After the sample was further inspected, it was concluded that the Viper's remains were from the coprolite and not influenced by outside environmental factors like a snake decomposing in that same spot or contamination by other coprolite samples. Lab analysis were used to microscopically investigate the samples and draw confident conclusions. Mentioned by the authors of the study, it is not uncommon to find reptile remains (including snakes) in the fossil records of the human diet, but the condition of the Viper being whole is what's rare. Along with the remains of the Vipers scales, bones, teeth, and whole head, it seemed that this individual consumed normal food like opuntia cactus and other veggies.

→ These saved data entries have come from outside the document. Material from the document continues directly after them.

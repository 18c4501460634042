//! Where the portal credentials come from.

pub mod gopass;
pub mod vault;

pub use self::gopass::Gopass;

use crate::{cli::globals::GlobalArgs, config::Config, orchestrator::Credentials, Result};
use secrecy::{ExposeSecret, SecretString};

#[derive(Debug, Clone)]
pub enum SecretStore {
    Gopass(Gopass),
    Vault(GlobalArgs),
}

impl SecretStore {
    /// # Errors
    /// Returns [`crate::Error::Secret`] if the store cannot produce `name`.
    pub async fn fetch(&self, name: &str) -> Result<SecretString> {
        match self {
            Self::Gopass(store) => store.fetch(name).await,
            Self::Vault(globals) => vault::read_secret(globals, name).await,
        }
    }

    /// Login and password of the card profile selected in `config`.
    ///
    /// # Errors
    /// Returns the first lookup failure; nothing is sent to the portal then.
    pub async fn credentials(&self, config: &Config) -> Result<Credentials> {
        let username = self.fetch(&config.login_secret()).await?;
        let password = self.fetch(&config.password_secret()).await?;

        Ok(Credentials {
            username: username.expose_secret().to_string(),
            password,
        })
    }
}

#[cfg(test)]
mod tests {
    use super::*;

    #[tokio::test]
    async fn test_credentials_use_card_templates() {
        let mut config = Config::default();
        config.card = "perso".to_string();
        config.login_key = "{card}/login".to_string();

        let store = SecretStore::Gopass(Gopass::with_binary("echo"));
        let credentials = store.credentials(&config).await;
        assert_eq!(
            credentials.ok().map(|c| c.username),
            Some("show --password perso/login".to_string())
        );
    }

    #[tokio::test]
    async fn test_lookup_failure_stops_early() {
        let store = SecretStore::Gopass(Gopass::with_binary("false"));
        assert!(store.credentials(&Config::default()).await.is_err());
    }
}
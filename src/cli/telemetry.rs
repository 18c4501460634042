use anyhow::Result;
use tracing::Level;
use tracing_subscriber::{fmt, layer::SubscriberExt, EnvFilter, Registry};

/// Initialize logging on stderr, stdout is reserved for the card and the history.
///
/// `RUST_LOG` directives take precedence over the verbosity flag.
///
/// # Errors
///
/// Returns an error if a directive is invalid or a subscriber is already set
pub fn init(verbosity_level: Option<Level>) -> Result<()> {
    let verbosity_level = verbosity_level.unwrap_or(Level::ERROR);

    let fmt_layer = fmt::layer()
        .with_file(false)
        .with_line_number(false)
        .with_thread_ids(false)
        .with_thread_names(false)
        .with_target(false)
        .with_writer(std::io::stderr);

    let filter = EnvFilter::builder()
        .with_default_directive(verbosity_level.into())
        .from_env_lossy()
        .add_directive("hyper=error".parse()?)
        .add_directive("hyper_util=error".parse()?)
        .add_directive("html5ever=error".parse()?)
        .add_directive("selectors=error".parse()?);

    let subscriber = Registry::default().with(fmt_layer).with(filter);
    tracing::subscriber::set_global_default(subscriber)?;

    Ok(())
}
pub mod actions;
pub mod globals;
pub mod report;
pub mod telemetry;

pub mod commands;
pub mod dispatch;

mod start;
pub use self::start::start;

This research shows an interesting connection to some of the United State's most notable snakes. The final paragraph of the scholarly article summarizes the evidence and archeological relevance nicely:

"The recovery of Viper skeleton remains from a human coprolite is remarkable, not only because of the rarity of such an occurrence but also because this find provides a glimpse of the ritualistic behaviors of small-scale societies. We propose that the ingestion of an entire venomous snake is not typical behavior for the occupants of the Lower Pecos or Conejo Shelter. It is also clear from [comparative cultural analyses] and rock art from this region that snakes hold ritual significance to the indigenous populations of the Lower Pecos. We propose that a likely explanation for the ingestion of an entire snake is that the individual did so for a distinctly ceremonial or ritualistic purpose."